§ WORK TO BE COMPLETED
Here the job is to return only the lines of the material, exactly, from the first one to the line with "run -p stria-sim".
════
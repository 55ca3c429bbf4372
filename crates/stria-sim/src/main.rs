//! Headless simulation runner.
//!
//! Runs the enemy simulation for a fixed number of ticks and prints the
//! summary as JSON on stdout. Logs go to stderr; set `RUST_LOG` to adjust.
//!
//! Run with: `cargo run -p stria-sim -- --ticks 600 --seed 7`

use std::path::PathBuf;

use anyhow::Context;
use clap::Parser;
use stria_sim::prelude::*;

/// Headless enemy simulation on the Stria ECS
#[derive(Parser, Debug)]
#[command(name = "stria-sim")]
struct Args {
    /// JSON config file; missing fields use defaults
    #[arg(short, long)]
    config: Option<PathBuf>,

    /// Ticks to run (overrides the config file)
    #[arg(long)]
    ticks: Option<u64>,

    /// Seed for the spawner (overrides the config file)
    #[arg(long)]
    seed: Option<u64>,

    /// Enemies present at start (overrides the config file)
    #[arg(long)]
    enemies: Option<u32>,

    /// Pretty-print the summary
    #[arg(long)]
    pretty: bool,
}

fn main() -> anyhow::Result<()> {
    tracing_subscriber::fmt()
        .with_writer(std::io::stderr)
        .with_env_filter(
            tracing_subscriber::EnvFilter::try_from_default_env()
                .unwrap_or_else(|_| tracing_subscriber::EnvFilter::new("info")),
        )
        .init();

    let args = Args::parse();

    let mut config = match &args.config {
        Some(path) => SimConfig::from_path(path)
            .with_context(|| format!("loading {}", path.display()))?,
        None => SimConfig::default(),
    };
    if let Some(ticks) = args.ticks {
        config.ticks = ticks;
    }
    if let Some(seed) = args.seed {
        config.seed = seed;
    }
    if let Some(enemies) = args.enemies {
        config.initial_enemies = enemies;
    }

    let mut sim = Simulation::new(config).context("invalid simulation config")?;
    let summary = sim.run();

    let json = if args.pretty {
        serde_json::to_string_pretty(&summary)?
    } else {
        serde_json::to_string(&summary)?
    };
    println!("{json}");
    Ok(())
}
//! Deferred world mutations.
//!
//! Systems run while joins hold their stores, so structural changes to those
//! stores (attach, detach, destroy) are queued in [`Commands`] and applied in
//! FIFO order after every system of the tick has run. A command that fails
//! (duplicate attach, missing component) is logged and counted, never fatal.
//!
//! ```
//! use stria_ecs::prelude::*;
//!
//! #[derive(Debug, PartialEq)]
//! struct Health(u32);
//!
//! let world = World::new();
//! let e = world.create();
//!
//! let mut cmds = Commands::new();
//! cmds.insert(e.id(), Health(100));
//! cmds.insert(e.id(), Health(5));
//!
//! let report = cmds.apply(&world);
//! assert_eq!(report.success_count, 1);
//! assert_eq!(report.failed_count, 1);
//! assert_eq!(*world.get_component::<Health>(e.id()).unwrap(), Health(100));
//! ```

use std::any::type_name;
use std::collections::HashMap;
use std::fmt;

use tracing::warn;

use crate::entity::{Entity, EntityId};
use crate::world::World;
use crate::EcsError;

type Op = Box<dyn FnOnce(&World) -> Result<(), EcsError>>;

// ---------------------------------------------------------------------------
// Command
// ---------------------------------------------------------------------------

/// One queued mutation.
struct Command {
    /// Position in the queue, for log correlation.
    index: u32,
    /// What the command does, e.g. `insert` or a custom label.
    label: String,
    /// The entity and component type it touches, when known.
    target: Option<(EntityId, &'static str)>,
    /// Name of the system that queued it.
    issued_by: Option<String>,
    op: Op,
}

// ---------------------------------------------------------------------------
// ApplyReport
// ---------------------------------------------------------------------------

/// Summary of one [`Commands::apply`] call.
///
/// `conflict_count` counts `(entity, component)` pairs targeted by more than
/// one command in the batch. Conflicts are applied in order and only warned
/// about.
#[derive(Debug, Clone, Copy, Default, PartialEq, Eq, serde::Serialize)]
pub struct ApplyReport {
    /// Number of `(entity, component)` pairs targeted by multiple commands.
    pub conflict_count: usize,
    /// Number of commands that failed to apply.
    pub failed_count: usize,
    /// Number of commands that applied successfully.
    pub success_count: usize,
}

// ---------------------------------------------------------------------------
// Commands
// ---------------------------------------------------------------------------

/// FIFO queue of deferred world mutations.
#[derive(Default)]
pub struct Commands {
    commands: Vec<Command>,
    next_index: u32,
    issuer: Option<String>,
    last_apply_report: ApplyReport,
}

impl Commands {
    /// Create an empty queue.
    pub fn new() -> Self {
        Self::default()
    }

    /// Attribute the commands queued from now on to `system`.
    pub(crate) fn set_issuer(&mut self, system: Option<&str>) {
        self.issuer = system.map(str::to_owned);
    }

    fn push(&mut self, label: &str, target: Option<(EntityId, &'static str)>, op: Op) {
        let index = self.next_index;
        self.next_index += 1;
        self.commands.push(Command {
            index,
            label: label.to_owned(),
            target,
            issued_by: self.issuer.clone(),
            op,
        });
    }

    /// Queue attaching `value` to `id`.
    pub fn insert<T: 'static>(&mut self, id: EntityId, value: T) {
        self.push(
            "insert",
            Some((id, type_name::<T>())),
            Box::new(move |world: &World| world.try_insert_component(id, value)),
        );
    }

    /// Queue detaching the `T` of `id`. The removed value is dropped.
    pub fn remove<T: 'static>(&mut self, id: EntityId) {
        self.push(
            "remove",
            Some((id, type_name::<T>())),
            Box::new(move |world: &World| world.try_remove_component::<T>(id).map(drop)),
        );
    }

    /// Queue destroying the entity owned by `entity`.
    pub fn destroy(&mut self, entity: Entity) {
        self.push(
            "destroy",
            None,
            Box::new(move |world: &World| {
                world.destroy(entity);
                Ok(())
            }),
        );
    }

    /// Queue an arbitrary mutation, e.g. creating an entity and handing its
    /// handle to whoever owns it.
    pub fn custom<F>(&mut self, label: &str, f: F)
    where
        F: FnOnce(&World) + 'static,
    {
        self.push(
            label,
            None,
            Box::new(move |world: &World| {
                f(world);
                Ok(())
            }),
        );
    }

    /// Number of queued commands.
    pub fn len(&self) -> usize {
        self.commands.len()
    }

    /// Whether the queue is empty.
    pub fn is_empty(&self) -> bool {
        self.commands.is_empty()
    }

    /// Report of the most recent [`apply`](Self::apply).
    pub fn last_apply_report(&self) -> ApplyReport {
        self.last_apply_report
    }

    /// Apply every queued command in insertion order and clear the queue.
    ///
    /// Commands queued by a custom command while applying run in the next
    /// batch.
    pub fn apply(&mut self, world: &World) -> ApplyReport {
        let commands = std::mem::take(&mut self.commands);
        self.next_index = 0;

        let mut seen: HashMap<(EntityId, &'static str), Vec<u32>> = HashMap::new();
        for cmd in &commands {
            if let Some(target) = cmd.target {
                seen.entry(target).or_default().push(cmd.index);
            }
        }
        let mut conflict_count = 0;
        for ((entity, component), indices) in &seen {
            if indices.len() > 1 {
                conflict_count += 1;
                warn!(
                    entity = %entity,
                    component = component,
                    command_indices = ?indices,
                    "conflict: {} commands target the same entity+component",
                    indices.len()
                );
            }
        }

        let mut success_count = 0;
        let mut failed_count = 0;
        for cmd in commands {
            let Command {
                index,
                label,
                target,
                issued_by,
                op,
            } = cmd;
            match op(world) {
                Ok(()) => success_count += 1,
                Err(e) => {
                    failed_count += 1;
                    warn!(
                        command_index = index,
                        command = %label,
                        target = ?target.map(|(id, _)| id),
                        system = issued_by.as_deref().unwrap_or("-"),
                        error = %e,
                        "command application failed"
                    );
                }
            }
        }

        self.last_apply_report = ApplyReport {
            conflict_count,
            failed_count,
            success_count,
        };
        self.last_apply_report
    }
}

impl fmt::Debug for Commands {
    fn fmt(&self, f: &mut fmt::Formatter<'_>) -> fmt::Result {
        let labels: Vec<&str> = self.commands.iter().map(|c| c.label.as_str()).collect();
        f.debug_struct("Commands")
            .field("queued", &labels)
            .field("last_apply_report", &self.last_apply_report)
            .finish()
    }
}

// ---------------------------------------------------------------------------
// Tests
// ---------------------------------------------------------------------------

#[cfg(test)]
mod tests {
    use super::*;
    use std::cell::RefCell;
    use std::rc::Rc;

    #[derive(Debug, PartialEq)]
    struct Hp(i32);

    #[test]
    fn commands_apply_in_fifo_order() {
        let world = World::new();
        let e = world.create();
        let mut cmds = Commands::new();
        cmds.insert(e.id(), Hp(1));
        cmds.remove::<Hp>(e.id());
        cmds.insert(e.id(), Hp(3));
        let report = cmds.apply(&world);
        assert_eq!(report.success_count, 3);
        assert_eq!(report.conflict_count, 1);
        assert_eq!(*world.get_component::<Hp>(e.id()).unwrap(), Hp(3));
        assert!(cmds.is_empty());
    }

    #[test]
    fn failures_are_counted_not_fatal() {
        let world = World::new();
        let e = world.create();
        let mut cmds = Commands::new();
        cmds.remove::<Hp>(e.id());
        cmds.insert(e.id(), Hp(2));
        let report = cmds.apply(&world);
        assert_eq!(report.failed_count, 1);
        assert_eq!(report.success_count, 1);
        assert_eq!(cmds.last_apply_report(), report);
    }

    #[test]
    fn destroy_drops_the_handle() {
        let world = World::new();
        let e = world.create();
        let id = e.id();
        world.insert_component(id, Hp(1));
        let mut cmds = Commands::new();
        cmds.destroy(e);
        assert_eq!(world.component_count::<Hp>(), 1);
        cmds.apply(&world);
        assert_eq!(world.component_count::<Hp>(), 0);
        assert!(!world.has_component::<Hp>(id));
    }

    #[test]
    fn insert_queued_after_destroy_fails() {
        let world = World::new();
        let e = world.create();
        let id = e.id();
        world.insert_component(id, Hp(1));

        let mut cmds = Commands::new();
        cmds.destroy(e);
        cmds.insert(id, Hp(2));
        let report = cmds.apply(&world);

        assert_eq!(report.success_count, 1);
        assert_eq!(report.failed_count, 1);
        assert_eq!(world.component_count::<Hp>(), 0);
        assert_eq!(world.ledger_len(), 0);
        assert!(world.query::<(Hp,)>().entities().is_empty());
    }

    #[test]
    fn custom_commands_can_create_entities() {
        let world = World::new();
        let owned: Rc<RefCell<Vec<Entity>>> = Rc::default();
        let mut cmds = Commands::new();
        let sink = Rc::clone(&owned);
        cmds.custom("spawn", move |world| {
            let e = world.create();
            world.insert_component(e.id(), Hp(7));
            sink.borrow_mut().push(e);
        });
        cmds.apply(&world);
        assert_eq!(owned.borrow().len(), 1);
        assert_eq!(world.component_count::<Hp>(), 1);
    }
}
════
§ COMPLETED TASK
repository 55ca3c429bbf4372
filename crates/stria-sim/src/main.rs
//! Headless simulation runner.
//!
//! Runs the enemy simulation for a fixed number of ticks and prints the
//! summary as JSON on stdout. Logs go to stderr; set `RUST_LOG` to adjust.
//!
//! Run with: `cargo run -p stria-sim -- --ticks 600 --seed 7`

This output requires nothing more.